I’ve had all kinds if thoughts I wanted to blog about for the past few days, but there were a few personal things I had to finish first. Now that they’re done, it’s good to be able to talk about what’s going on.
I’ve been diagnosed with cancer–squamous cell carcinoma of the tonsil, to be precise. It’s highly treatable because the biopsied tissue was strongly positive for HPV. The treatment is supposed to be physically rough, but on the other side of it is the potential for a cancer-free rest of my life.
I’m going to be blogging about the experience over the next few months. Treating cancer like a death sentence or some kind of dark secret isn’t just dumb–it can affect your health. Patients who enter treatment as informed participants who communicate and have a support network heal more quickly and have a higher life expectancy overall.
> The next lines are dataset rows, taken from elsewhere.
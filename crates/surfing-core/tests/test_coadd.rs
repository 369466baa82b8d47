#[allow(dead_code)]
mod common;

use common::{ds, read_string, seed_raw, workspace, FakeStarlink};
use surfing_core::coadd::{coadd_molecule, coadd_results, collect_reduced_cubes, CoaddOutcome};
use surfing_core::datescan::Datescan;
use surfing_core::layout::ProductLayout;
use surfing_core::molecule::{Molecule, MoleculeTable};
use surfing_core::pipeline::NoOpReporter;
use surfing_core::reduce::{reduce_combined, RecipeSpec};
use surfing_core::store::{MemoryStore, ProductStore};
use surfing_core::workspace::Workspace;

const REGION: &str = "SERPENS_SOUTH";
const RECIPE: RecipeSpec<'static> = RecipeSpec {
    recipe: "REDUCE_SCIENCE_NARROWLINE",
    parfile: None,
};

fn c18o() -> Molecule {
    Molecule::new("C18O", 1)
}

fn reduce(ws: &Workspace, store: &MemoryStore, layout: &ProductLayout, datescans: &[Datescan]) {
    for d in datescans {
        seed_raw(store, layout, d, 1);
    }
    reduce_combined(ws, datescans, RECIPE, &NoOpReporter).unwrap();
}

#[test]
fn test_first_coadd_is_created() {
    let store = MemoryStore::new();
    let layout = ProductLayout::default();
    let fake = FakeStarlink::new(store.clone());
    let ws = workspace(&store, &layout, &fake);

    let a = ds("20220307_73");
    reduce(&ws, &store, &layout, &[a.clone()]);

    let outcome = coadd_molecule(&ws, &[a], &c18o(), REGION).unwrap();
    let CoaddOutcome::Updated {
        inputs,
        merged_with_existing,
        sdf,
        fits,
        ..
    } = outcome
    else {
        panic!("expected an update");
    };
    assert_eq!(inputs.len(), 1);
    assert!(!merged_with_existing);
    assert_eq!(sdf, layout.coadd_sdf(REGION, &c18o()));
    assert_eq!(read_string(&store, &sdf), "20220307_73");
    assert!(read_string(&store, &fits).starts_with("SIMPLE"));

    // A lone cube is copied, not mosaicked.
    assert!(!fake.calls().contains(&"wcsmosaic".to_string()));
    assert!(!store.exists(&layout.coadd_temp_dir()));
}

#[test]
fn test_coadd_merges_into_existing() {
    let store = MemoryStore::new();
    let layout = ProductLayout::default();
    let fake = FakeStarlink::new(store.clone());
    let ws = workspace(&store, &layout, &fake);

    let a = ds("20220307_73");
    let b = ds("20220308_5");
    reduce(&ws, &store, &layout, &[a.clone(), b.clone()]);

    coadd_molecule(&ws, &[a], &c18o(), REGION).unwrap();
    let outcome = coadd_molecule(&ws, &[b], &c18o(), REGION).unwrap();
    assert!(matches!(
        outcome,
        CoaddOutcome::Updated {
            merged_with_existing: true,
            ..
        }
    ));

    let official = layout.coadd_sdf(REGION, &c18o());
    assert_eq!(read_string(&store, &official), "20220307_73\n20220308_5");
    assert!(!store.exists(&layout.coadd_new_path(REGION, &c18o())));
    assert!(!store.exists(&layout.coadd_temp_dir()));
    assert_eq!(
        read_string(&store, &layout.coadd_fits(REGION, &c18o())),
        "SIMPLE  =                    T\n20220307_73\n20220308_5"
    );
}

#[test]
fn test_incremental_matches_single_batch() {
    let incremental = {
        let store = MemoryStore::new();
        let layout = ProductLayout::default();
        let fake = FakeStarlink::new(store.clone());
        let ws = workspace(&store, &layout, &fake);
        let (a, b) = (ds("20220307_73"), ds("20220308_5"));
        reduce(&ws, &store, &layout, &[a.clone(), b.clone()]);
        coadd_molecule(&ws, &[a], &c18o(), REGION).unwrap();
        coadd_molecule(&ws, &[b], &c18o(), REGION).unwrap();
        read_string(&store, &layout.coadd_sdf(REGION, &c18o()))
    };
    let batch = {
        let store = MemoryStore::new();
        let layout = ProductLayout::default();
        let fake = FakeStarlink::new(store.clone());
        let ws = workspace(&store, &layout, &fake);
        let both = [ds("20220307_73"), ds("20220308_5")];
        reduce(&ws, &store, &layout, &both);
        coadd_molecule(&ws, &both, &c18o(), REGION).unwrap();
        assert_eq!(fake.calls().iter().filter(|c| *c == "wcsmosaic").count(), 1);
        read_string(&store, &layout.coadd_sdf(REGION, &c18o()))
    };
    assert_eq!(incremental, batch);
}

#[test]
fn test_rerun_merges_datescan_twice() {
    let store = MemoryStore::new();
    let layout = ProductLayout::default();
    let fake = FakeStarlink::new(store.clone());
    let ws = workspace(&store, &layout, &fake);

    let a = ds("20220307_73");
    reduce(&ws, &store, &layout, &[a.clone()]);
    coadd_molecule(&ws, &[a.clone()], &c18o(), REGION).unwrap();
    coadd_molecule(&ws, &[a], &c18o(), REGION).unwrap();

    assert_eq!(
        read_string(&store, &layout.coadd_sdf(REGION, &c18o())),
        "20220307_73\n20220307_73"
    );
}

#[test]
fn test_no_new_data_leaves_coadd_alone() {
    let store = MemoryStore::new();
    let layout = ProductLayout::default();
    let fake = FakeStarlink::new(store.clone());
    let ws = workspace(&store, &layout, &fake);

    let official = layout.coadd_sdf(REGION, &c18o());
    store.seed(&official, b"previous").unwrap();

    let outcome = coadd_molecule(&ws, &[ds("20220307_73")], &c18o(), REGION).unwrap();
    assert_eq!(
        outcome,
        CoaddOutcome::NoNewData {
            molecule: "C18O".into()
        }
    );
    assert_eq!(read_string(&store, &official), "previous");
    assert!(fake.calls().is_empty());
    assert!(!store.exists(&layout.coadd_temp_dir()));
}

#[test]
fn test_stale_fits_is_regenerated() {
    let store = MemoryStore::new();
    let layout = ProductLayout::default();
    let fake = FakeStarlink::new(store.clone());
    let ws = workspace(&store, &layout, &fake);

    let a = ds("20220307_73");
    reduce(&ws, &store, &layout, &[a.clone()]);
    let fits = layout.coadd_fits(REGION, &c18o());
    store.seed(&fits, b"stale").unwrap();

    coadd_molecule(&ws, &[a], &c18o(), REGION).unwrap();
    assert_eq!(
        read_string(&store, &fits),
        "SIMPLE  =                    T\n20220307_73"
    );
}

#[test]
fn test_cube_selection_by_subband() {
    let store = MemoryStore::new();
    let layout = ProductLayout::default();
    let fake = FakeStarlink::new(store.clone());
    let ws = workspace(&store, &layout, &fake);

    let a = ds("20220307_73");
    let dir = layout.reduced_dir(&a);
    store.seed(&dir.join("ga20220307_73_3_reduced001.sdf"), b"x").unwrap();
    store.seed(&dir.join("ga20220307_73_3_reduced002.sdf"), b"x").unwrap();
    store.seed(&dir.join("ga20220307_73_3_integ.sdf"), b"x").unwrap();
    store.seed(&dir.join("a20220307_00073_3_reduced001.sdf"), b"x").unwrap();
    store.seed(&dir.join("P0/ga20220307_73_3_reduced001.sdf"), b"x").unwrap();

    let cubes = collect_reduced_cubes(&ws, &[a, ds("20220308_5")], &Molecule::new("CO", 3)).unwrap();
    assert_eq!(
        cubes,
        vec![
            dir.join("ga20220307_73_3_reduced001.sdf"),
            dir.join("ga20220307_73_3_reduced002.sdf"),
        ]
    );
}

#[test]
fn test_coadd_results_covers_every_molecule() {
    let store = MemoryStore::new();
    let layout = ProductLayout::default();
    let mut fake = FakeStarlink::new(store.clone());
    fake.subbands = vec![1, 3];
    let ws = workspace(&store, &layout, &fake);

    let a = ds("20220307_73");
    reduce(&ws, &store, &layout, &[a.clone()]);

    let outcomes =
        coadd_results(&ws, &[a], &MoleculeTable::default(), REGION, &NoOpReporter).unwrap();
    assert_eq!(outcomes.len(), 3);
    assert!(matches!(outcomes[0], CoaddOutcome::Updated { .. }));
    assert_eq!(
        outcomes[1],
        CoaddOutcome::NoNewData {
            molecule: "13CO".into()
        }
    );
    assert!(matches!(outcomes[2], CoaddOutcome::Updated { .. }));
    assert!(store.exists(&layout.coadd_sdf(REGION, &Molecule::new("CO", 3))));
    assert!(!store.exists(&layout.coadd_sdf(REGION, &Molecule::new("13CO", 2))));
}

#[test]
fn test_merge_failure_propagates() {
    let store = MemoryStore::new();
    let layout = ProductLayout::default();
    let mut fake = FakeStarlink::new(store.clone());
    fake.fail_task = Some("wcsmosaic");
    let ws = workspace(&store, &layout, &fake);

    let a = ds("20220307_73");
    reduce(&ws, &store, &layout, &[a.clone()]);
    let official = layout.coadd_sdf(REGION, &c18o());
    store.seed(&official, b"previous").unwrap();

    assert!(coadd_molecule(&ws, &[a], &c18o(), REGION).is_err());
    assert_eq!(read_string(&store, &official), "previous");
}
I’ve set a filter so my cancer-related posts won’t usually show on this home page (which I want to keep focused on game design). You’ll be able to find them by clicking on the “Cancer Blog” category on the right-hand listing. There will be a flurry of posts at first, while I get everything out of my head that I haven’t been able to talk about until now.
A few quick notes I wanted to make here on my home page:
Thanks to my family, my friends, everyone at iWin, and especially Charlie. You’ve been amazing, and your support has already made a huge difference!
And to everyone else: please read the book Anti-Cancer. Do it today. It has a slew of information about how simple lifestyle changes can dramatically reduce your chances of getting cancer, and increase your odds of survival if you do get it. The author was a doctor, and the information on it is based on science. Imagine for a minute the experience of having to tell your spouse, your parents or your child that you have cancer. In a later blog post, I can tell you exactly how it feels but the short version is that it feels worse than when hearing it from your doctor the first time. I’ve done a lot of really hard things in my life, but telling people who care about me that I have cancer ranks as some of the worst moments of my life.
Now imagine that you can make a few simple changes in your lifestyle and increase the odds that you will NEVER have to do that terrible thing. Isn’t that possibility worth the price and reading time for one book?
Stay tuned for more updates over the next few days. I’ll talk about how I found out, the process of getting a treatment plan, telling friends and family, and what you think about when you’re in this situation. This shouldn’t be a dark secret because that’s what makes cancer such a scary dark monster. Fear is the real enemy here. Knowledge, faith and love are the weapons against it.